▶ **Information given**:

====

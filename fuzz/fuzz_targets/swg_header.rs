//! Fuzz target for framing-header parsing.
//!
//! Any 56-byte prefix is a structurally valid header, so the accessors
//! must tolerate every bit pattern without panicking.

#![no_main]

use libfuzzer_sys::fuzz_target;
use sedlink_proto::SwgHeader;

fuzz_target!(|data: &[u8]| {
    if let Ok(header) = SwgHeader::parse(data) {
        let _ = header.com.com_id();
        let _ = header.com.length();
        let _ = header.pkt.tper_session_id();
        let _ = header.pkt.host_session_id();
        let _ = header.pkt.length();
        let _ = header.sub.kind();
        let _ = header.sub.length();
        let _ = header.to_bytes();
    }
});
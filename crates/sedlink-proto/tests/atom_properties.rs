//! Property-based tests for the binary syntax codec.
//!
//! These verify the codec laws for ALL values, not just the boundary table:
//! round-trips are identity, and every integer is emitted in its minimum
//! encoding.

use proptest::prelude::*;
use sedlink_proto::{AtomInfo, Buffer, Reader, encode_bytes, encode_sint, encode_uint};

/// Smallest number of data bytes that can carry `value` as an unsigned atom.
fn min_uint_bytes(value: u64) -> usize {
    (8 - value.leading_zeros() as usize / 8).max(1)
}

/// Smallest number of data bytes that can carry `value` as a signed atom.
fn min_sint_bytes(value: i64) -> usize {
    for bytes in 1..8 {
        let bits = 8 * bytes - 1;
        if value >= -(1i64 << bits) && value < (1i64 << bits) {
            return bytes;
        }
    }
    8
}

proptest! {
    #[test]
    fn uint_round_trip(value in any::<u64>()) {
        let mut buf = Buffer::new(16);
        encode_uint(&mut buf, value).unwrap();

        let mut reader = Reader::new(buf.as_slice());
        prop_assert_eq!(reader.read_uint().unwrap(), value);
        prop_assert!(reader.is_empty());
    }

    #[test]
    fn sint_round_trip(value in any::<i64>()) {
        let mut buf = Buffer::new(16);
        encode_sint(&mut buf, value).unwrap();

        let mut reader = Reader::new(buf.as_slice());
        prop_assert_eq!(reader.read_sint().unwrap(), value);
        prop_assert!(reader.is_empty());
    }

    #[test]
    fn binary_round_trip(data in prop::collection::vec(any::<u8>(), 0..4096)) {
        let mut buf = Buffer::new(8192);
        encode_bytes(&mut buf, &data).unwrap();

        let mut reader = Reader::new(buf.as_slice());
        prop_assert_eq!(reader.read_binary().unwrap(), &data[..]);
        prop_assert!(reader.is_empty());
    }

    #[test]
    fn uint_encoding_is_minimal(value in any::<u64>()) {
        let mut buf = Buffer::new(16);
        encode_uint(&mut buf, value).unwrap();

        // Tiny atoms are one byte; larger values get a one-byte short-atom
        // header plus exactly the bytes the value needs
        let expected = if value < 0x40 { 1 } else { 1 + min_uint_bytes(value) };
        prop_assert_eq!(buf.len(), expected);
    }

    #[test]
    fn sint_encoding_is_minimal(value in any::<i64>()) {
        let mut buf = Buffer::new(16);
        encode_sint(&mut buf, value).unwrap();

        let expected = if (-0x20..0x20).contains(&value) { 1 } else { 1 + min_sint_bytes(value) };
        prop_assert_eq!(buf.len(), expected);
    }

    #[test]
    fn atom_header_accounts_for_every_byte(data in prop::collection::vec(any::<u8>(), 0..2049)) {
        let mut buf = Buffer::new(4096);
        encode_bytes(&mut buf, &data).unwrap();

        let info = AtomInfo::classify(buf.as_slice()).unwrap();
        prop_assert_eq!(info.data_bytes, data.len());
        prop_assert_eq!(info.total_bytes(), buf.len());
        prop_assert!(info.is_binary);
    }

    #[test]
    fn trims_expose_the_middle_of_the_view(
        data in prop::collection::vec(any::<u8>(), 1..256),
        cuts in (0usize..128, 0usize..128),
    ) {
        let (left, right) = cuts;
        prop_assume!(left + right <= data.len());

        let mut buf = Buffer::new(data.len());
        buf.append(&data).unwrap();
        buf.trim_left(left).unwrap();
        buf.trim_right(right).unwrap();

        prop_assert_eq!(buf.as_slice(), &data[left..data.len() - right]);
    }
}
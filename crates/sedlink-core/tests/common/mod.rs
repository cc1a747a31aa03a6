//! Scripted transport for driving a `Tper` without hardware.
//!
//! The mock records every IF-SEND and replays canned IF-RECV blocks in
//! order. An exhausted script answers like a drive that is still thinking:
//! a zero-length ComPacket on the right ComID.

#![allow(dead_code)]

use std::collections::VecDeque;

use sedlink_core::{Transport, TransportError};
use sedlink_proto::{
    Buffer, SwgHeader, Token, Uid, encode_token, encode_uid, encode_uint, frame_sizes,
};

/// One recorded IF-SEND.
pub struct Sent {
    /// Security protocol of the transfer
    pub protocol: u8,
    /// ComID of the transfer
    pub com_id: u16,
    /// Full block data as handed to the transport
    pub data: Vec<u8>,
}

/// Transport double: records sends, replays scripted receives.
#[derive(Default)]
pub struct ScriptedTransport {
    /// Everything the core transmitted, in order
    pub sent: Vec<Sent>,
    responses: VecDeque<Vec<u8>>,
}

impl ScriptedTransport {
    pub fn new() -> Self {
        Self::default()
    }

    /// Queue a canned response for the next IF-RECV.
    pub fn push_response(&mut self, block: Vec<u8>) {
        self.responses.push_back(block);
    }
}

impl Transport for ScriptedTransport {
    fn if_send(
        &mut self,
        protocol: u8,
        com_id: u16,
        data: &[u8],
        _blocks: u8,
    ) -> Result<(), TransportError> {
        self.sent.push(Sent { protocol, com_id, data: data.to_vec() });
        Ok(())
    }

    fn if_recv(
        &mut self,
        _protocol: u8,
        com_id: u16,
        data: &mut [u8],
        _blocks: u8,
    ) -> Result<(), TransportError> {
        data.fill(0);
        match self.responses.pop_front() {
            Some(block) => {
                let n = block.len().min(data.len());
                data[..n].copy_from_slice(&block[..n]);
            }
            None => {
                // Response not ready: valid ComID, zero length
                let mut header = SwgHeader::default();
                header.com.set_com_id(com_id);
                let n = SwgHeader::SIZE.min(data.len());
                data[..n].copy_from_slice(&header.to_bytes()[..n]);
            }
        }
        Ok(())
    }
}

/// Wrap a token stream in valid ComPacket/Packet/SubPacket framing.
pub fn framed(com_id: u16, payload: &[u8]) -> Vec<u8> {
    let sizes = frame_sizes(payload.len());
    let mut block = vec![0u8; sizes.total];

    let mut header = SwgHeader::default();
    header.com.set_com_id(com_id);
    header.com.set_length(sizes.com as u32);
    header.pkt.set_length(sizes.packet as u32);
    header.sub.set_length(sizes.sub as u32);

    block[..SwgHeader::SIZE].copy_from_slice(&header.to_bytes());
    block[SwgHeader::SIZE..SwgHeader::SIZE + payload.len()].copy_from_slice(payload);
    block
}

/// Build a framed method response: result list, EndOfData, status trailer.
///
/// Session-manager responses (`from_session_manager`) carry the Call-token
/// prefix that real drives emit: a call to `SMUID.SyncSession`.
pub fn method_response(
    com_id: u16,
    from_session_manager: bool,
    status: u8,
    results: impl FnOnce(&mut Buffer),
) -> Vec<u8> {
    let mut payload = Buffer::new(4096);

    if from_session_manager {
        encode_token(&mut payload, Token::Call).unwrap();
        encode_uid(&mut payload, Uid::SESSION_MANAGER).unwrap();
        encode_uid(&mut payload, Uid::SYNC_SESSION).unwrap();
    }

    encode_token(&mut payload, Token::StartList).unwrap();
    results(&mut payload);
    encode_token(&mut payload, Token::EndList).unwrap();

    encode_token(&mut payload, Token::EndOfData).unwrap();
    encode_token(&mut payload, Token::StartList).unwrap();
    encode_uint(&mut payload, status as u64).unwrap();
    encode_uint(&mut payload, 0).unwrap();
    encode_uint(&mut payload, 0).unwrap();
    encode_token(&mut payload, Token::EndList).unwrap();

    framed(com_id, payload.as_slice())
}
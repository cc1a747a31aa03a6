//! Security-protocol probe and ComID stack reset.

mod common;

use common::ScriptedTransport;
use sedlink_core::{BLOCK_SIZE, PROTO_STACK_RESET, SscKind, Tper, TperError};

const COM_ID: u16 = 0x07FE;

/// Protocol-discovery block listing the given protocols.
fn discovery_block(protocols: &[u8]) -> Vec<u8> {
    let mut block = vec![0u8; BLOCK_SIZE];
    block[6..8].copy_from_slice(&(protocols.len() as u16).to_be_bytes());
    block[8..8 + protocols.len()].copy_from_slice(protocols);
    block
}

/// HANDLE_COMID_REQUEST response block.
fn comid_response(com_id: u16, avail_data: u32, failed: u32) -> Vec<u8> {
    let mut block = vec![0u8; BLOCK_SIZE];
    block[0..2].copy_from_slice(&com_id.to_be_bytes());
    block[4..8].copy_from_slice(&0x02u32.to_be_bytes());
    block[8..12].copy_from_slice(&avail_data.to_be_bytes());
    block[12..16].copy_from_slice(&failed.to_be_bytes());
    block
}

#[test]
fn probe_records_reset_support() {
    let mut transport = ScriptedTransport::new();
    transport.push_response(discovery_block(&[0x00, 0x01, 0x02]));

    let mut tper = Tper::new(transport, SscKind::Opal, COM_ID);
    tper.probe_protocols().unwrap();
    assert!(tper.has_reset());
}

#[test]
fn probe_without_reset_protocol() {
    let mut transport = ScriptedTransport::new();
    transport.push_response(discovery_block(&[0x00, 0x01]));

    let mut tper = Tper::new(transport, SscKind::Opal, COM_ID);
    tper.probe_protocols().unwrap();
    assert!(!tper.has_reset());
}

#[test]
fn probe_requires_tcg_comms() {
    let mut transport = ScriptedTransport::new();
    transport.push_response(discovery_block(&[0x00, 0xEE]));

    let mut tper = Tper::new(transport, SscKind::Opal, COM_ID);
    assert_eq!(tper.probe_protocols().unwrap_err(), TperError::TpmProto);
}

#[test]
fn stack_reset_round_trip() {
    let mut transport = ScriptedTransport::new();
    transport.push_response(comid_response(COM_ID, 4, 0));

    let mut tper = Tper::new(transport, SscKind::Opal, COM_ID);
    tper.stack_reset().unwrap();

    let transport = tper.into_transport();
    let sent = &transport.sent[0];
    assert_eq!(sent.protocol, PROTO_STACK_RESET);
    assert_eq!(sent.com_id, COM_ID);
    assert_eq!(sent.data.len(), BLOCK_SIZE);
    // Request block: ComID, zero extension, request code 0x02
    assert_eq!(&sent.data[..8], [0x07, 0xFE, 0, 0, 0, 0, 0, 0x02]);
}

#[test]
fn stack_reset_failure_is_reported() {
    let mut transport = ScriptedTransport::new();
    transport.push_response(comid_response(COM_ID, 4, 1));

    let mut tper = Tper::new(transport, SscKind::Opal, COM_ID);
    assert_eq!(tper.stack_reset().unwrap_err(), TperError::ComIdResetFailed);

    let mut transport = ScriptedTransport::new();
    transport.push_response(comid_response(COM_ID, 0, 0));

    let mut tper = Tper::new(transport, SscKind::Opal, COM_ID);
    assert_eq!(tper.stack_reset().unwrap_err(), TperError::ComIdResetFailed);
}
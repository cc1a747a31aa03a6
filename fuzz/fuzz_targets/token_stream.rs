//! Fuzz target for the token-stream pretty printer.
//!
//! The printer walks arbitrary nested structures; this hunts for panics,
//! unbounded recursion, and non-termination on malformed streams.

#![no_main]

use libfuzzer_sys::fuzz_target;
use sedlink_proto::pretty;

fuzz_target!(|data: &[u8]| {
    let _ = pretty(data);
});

====

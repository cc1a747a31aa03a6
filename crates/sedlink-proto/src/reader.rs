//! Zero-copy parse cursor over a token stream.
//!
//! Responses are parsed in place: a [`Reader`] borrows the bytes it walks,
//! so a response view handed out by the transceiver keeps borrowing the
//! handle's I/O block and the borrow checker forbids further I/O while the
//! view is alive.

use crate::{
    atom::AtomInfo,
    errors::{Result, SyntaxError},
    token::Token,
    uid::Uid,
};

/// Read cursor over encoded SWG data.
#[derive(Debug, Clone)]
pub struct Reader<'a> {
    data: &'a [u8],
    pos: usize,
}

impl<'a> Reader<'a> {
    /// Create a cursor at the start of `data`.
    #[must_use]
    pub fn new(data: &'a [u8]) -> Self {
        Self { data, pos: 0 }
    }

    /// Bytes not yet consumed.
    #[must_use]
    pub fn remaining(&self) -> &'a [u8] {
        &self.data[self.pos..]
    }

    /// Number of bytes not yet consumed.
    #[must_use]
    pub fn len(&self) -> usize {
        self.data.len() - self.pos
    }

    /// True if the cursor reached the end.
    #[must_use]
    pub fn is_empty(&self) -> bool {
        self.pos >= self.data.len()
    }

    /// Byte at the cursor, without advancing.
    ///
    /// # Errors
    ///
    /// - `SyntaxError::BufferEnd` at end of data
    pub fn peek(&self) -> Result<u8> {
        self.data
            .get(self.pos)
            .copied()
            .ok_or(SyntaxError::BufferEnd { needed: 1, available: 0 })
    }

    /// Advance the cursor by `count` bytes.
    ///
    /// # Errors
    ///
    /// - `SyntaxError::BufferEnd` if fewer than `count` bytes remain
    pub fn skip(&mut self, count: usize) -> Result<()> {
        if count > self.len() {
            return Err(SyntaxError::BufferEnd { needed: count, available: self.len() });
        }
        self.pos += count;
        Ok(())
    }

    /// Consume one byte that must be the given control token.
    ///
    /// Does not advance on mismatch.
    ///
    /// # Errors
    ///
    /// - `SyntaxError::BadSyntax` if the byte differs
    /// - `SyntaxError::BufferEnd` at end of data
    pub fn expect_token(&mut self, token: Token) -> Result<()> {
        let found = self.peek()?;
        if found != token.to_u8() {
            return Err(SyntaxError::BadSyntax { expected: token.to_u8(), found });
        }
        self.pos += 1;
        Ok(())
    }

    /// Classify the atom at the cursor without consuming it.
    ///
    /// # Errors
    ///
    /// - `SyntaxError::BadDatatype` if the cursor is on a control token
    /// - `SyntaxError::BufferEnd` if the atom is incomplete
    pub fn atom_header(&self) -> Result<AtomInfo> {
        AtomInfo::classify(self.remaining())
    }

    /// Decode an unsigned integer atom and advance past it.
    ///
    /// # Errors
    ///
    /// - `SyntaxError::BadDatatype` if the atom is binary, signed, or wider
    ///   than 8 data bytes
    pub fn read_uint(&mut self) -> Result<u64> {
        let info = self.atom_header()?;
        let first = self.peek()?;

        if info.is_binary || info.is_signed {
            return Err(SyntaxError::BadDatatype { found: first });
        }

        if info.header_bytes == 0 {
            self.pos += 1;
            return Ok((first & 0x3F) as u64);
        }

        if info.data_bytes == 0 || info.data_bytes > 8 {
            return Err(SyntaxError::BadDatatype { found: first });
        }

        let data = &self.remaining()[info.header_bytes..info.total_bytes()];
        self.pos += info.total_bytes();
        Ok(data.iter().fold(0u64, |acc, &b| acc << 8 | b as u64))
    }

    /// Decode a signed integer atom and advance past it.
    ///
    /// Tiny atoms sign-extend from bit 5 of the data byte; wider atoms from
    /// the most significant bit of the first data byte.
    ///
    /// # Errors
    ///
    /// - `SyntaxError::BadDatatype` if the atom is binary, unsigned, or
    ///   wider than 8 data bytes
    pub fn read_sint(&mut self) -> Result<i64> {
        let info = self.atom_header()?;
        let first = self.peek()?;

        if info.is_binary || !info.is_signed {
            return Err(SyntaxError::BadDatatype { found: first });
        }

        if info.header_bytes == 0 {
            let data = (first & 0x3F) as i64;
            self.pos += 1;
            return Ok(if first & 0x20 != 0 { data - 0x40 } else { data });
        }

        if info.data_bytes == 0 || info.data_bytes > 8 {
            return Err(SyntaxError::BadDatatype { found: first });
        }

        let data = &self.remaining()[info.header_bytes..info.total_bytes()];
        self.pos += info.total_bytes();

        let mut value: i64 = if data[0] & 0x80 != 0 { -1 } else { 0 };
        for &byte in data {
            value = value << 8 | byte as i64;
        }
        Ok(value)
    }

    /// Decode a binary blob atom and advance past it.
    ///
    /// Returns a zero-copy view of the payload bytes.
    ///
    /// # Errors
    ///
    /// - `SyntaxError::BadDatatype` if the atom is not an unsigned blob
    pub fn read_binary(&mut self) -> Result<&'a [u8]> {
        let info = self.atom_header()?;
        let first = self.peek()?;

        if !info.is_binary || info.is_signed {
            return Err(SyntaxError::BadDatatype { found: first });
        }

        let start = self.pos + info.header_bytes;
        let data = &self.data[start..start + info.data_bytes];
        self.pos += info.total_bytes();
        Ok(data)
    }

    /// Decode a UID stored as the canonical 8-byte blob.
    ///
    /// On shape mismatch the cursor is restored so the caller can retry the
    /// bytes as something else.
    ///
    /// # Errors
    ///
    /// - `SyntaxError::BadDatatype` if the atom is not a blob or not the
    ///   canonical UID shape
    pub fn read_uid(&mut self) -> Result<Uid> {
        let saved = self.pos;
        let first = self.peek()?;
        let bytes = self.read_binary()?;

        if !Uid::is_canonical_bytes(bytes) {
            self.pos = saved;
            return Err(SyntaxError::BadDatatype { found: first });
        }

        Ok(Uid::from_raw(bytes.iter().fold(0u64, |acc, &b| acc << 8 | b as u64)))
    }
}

====

▶ **Your goal**:
Everything above from the line containing "buf.trim_right(right).unwrap();" down to the line containing "pub struct Sent" should be copied exactly, both end lines included, and nothing else.

▶ **Result for this exercise**:
        buf.trim_right(right).unwrap();

        prop_assert_eq!(buf.as_slice(), &data[left..data.len() - right]);
    }
}
filename crates/sedlink-core/tests/common/mod.rs
repository cc1a747a31aa03a6
//! Scripted transport for driving a `Tper` without hardware.
//!
//! The mock records every IF-SEND and replays canned IF-RECV blocks in
//! order. An exhausted script answers like a drive that is still thinking:
//! a zero-length ComPacket on the right ComID.

#![allow(dead_code)]

use std::collections::VecDeque;

use sedlink_core::{Transport, TransportError};
use sedlink_proto::{
    Buffer, SwgHeader, Token, Uid, encode_token, encode_uid, encode_uint, frame_sizes,
};

/// One recorded IF-SEND.
pub struct Sent {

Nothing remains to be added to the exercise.